#### Task goal
The answer must consist of every line below that holds the word "trans".

Stored items:
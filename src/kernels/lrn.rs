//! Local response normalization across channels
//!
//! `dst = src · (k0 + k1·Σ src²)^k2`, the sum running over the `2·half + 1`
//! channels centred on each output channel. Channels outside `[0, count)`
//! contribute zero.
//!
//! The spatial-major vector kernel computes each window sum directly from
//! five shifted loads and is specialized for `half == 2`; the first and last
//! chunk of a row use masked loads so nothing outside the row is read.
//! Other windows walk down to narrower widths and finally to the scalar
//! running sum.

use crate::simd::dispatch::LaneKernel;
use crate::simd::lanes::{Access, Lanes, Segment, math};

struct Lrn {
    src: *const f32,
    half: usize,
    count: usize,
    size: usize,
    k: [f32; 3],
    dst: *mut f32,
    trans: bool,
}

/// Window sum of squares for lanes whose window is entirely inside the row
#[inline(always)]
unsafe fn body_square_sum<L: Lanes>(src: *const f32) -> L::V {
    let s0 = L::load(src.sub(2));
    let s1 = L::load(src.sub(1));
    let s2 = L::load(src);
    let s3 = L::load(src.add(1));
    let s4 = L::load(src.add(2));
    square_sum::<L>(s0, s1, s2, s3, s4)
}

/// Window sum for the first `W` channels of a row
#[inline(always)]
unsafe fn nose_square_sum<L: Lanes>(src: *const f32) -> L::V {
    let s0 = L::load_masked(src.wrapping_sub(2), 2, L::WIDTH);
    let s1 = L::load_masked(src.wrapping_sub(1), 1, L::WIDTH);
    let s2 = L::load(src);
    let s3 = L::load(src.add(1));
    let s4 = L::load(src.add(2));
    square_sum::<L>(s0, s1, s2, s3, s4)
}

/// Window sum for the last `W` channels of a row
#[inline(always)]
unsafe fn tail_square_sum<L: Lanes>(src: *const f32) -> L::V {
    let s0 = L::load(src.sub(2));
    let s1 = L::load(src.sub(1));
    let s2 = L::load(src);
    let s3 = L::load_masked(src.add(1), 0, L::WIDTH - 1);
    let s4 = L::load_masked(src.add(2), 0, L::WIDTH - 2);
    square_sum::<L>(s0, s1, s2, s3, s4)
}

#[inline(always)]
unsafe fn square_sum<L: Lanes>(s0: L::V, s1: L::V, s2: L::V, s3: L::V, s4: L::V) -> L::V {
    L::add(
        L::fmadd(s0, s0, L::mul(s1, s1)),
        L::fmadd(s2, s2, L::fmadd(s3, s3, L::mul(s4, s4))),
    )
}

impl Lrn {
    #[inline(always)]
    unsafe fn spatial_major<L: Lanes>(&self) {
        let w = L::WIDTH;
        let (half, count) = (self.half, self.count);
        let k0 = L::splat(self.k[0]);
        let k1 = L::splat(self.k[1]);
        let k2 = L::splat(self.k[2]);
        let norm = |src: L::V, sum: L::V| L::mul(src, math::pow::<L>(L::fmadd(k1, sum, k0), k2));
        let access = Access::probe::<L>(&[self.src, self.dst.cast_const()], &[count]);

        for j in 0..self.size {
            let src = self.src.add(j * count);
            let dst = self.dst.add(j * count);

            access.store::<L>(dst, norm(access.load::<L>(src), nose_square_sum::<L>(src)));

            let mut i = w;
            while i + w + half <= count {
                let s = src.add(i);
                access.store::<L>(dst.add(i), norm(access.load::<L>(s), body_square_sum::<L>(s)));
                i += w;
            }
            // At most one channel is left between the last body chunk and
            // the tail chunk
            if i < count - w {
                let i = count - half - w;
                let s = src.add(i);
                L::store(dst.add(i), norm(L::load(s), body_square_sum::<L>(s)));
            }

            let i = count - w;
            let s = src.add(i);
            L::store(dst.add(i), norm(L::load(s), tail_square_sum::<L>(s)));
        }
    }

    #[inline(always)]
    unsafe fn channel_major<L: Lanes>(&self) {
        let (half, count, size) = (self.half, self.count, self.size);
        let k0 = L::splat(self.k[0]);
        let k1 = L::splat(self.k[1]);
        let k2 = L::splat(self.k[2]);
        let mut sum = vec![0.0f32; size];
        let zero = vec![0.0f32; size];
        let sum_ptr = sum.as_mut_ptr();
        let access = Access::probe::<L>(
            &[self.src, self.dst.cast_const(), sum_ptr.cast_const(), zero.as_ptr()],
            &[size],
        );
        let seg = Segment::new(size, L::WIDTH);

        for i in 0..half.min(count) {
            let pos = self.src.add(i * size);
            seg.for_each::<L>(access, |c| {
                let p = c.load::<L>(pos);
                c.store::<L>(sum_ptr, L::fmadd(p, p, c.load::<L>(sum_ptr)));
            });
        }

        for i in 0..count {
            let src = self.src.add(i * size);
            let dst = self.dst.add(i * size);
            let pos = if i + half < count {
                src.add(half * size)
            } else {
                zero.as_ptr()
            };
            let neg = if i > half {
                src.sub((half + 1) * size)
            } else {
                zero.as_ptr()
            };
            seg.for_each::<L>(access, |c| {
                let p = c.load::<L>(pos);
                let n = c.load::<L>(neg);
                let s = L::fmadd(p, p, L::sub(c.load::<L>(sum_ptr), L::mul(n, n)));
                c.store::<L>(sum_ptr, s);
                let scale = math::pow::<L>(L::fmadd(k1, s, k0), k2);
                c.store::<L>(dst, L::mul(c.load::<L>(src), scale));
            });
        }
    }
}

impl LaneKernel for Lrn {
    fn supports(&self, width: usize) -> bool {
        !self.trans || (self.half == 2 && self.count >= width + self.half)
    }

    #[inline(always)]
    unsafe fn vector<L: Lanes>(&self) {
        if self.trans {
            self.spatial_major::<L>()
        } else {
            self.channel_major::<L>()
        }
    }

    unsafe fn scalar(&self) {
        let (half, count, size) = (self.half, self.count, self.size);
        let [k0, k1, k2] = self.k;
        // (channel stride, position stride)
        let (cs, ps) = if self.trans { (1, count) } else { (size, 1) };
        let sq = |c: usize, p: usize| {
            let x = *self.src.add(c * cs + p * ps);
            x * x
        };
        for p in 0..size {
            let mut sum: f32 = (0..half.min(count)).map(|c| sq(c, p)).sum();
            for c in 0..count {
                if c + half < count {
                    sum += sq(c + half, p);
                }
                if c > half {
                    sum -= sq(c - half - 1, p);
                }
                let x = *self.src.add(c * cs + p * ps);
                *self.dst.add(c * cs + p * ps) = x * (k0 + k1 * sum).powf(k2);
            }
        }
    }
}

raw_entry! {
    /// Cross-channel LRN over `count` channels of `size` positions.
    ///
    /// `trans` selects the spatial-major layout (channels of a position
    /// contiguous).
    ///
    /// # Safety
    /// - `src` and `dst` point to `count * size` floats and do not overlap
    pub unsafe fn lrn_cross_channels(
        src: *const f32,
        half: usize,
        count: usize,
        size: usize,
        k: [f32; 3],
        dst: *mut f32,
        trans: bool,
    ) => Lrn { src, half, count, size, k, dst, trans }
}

#### Answer to this exercise
    trans: bool,
        !self.trans || (self.half == 2 && self.count >= width + self.half)
        if self.trans {
        let (cs, ps) = if self.trans { (1, count) } else { (size, 1) };
    /// `trans` selects the spatial-major layout (channels of a position
        trans: bool,
    ) => Lrn { src, half, count, size, k, dst, trans }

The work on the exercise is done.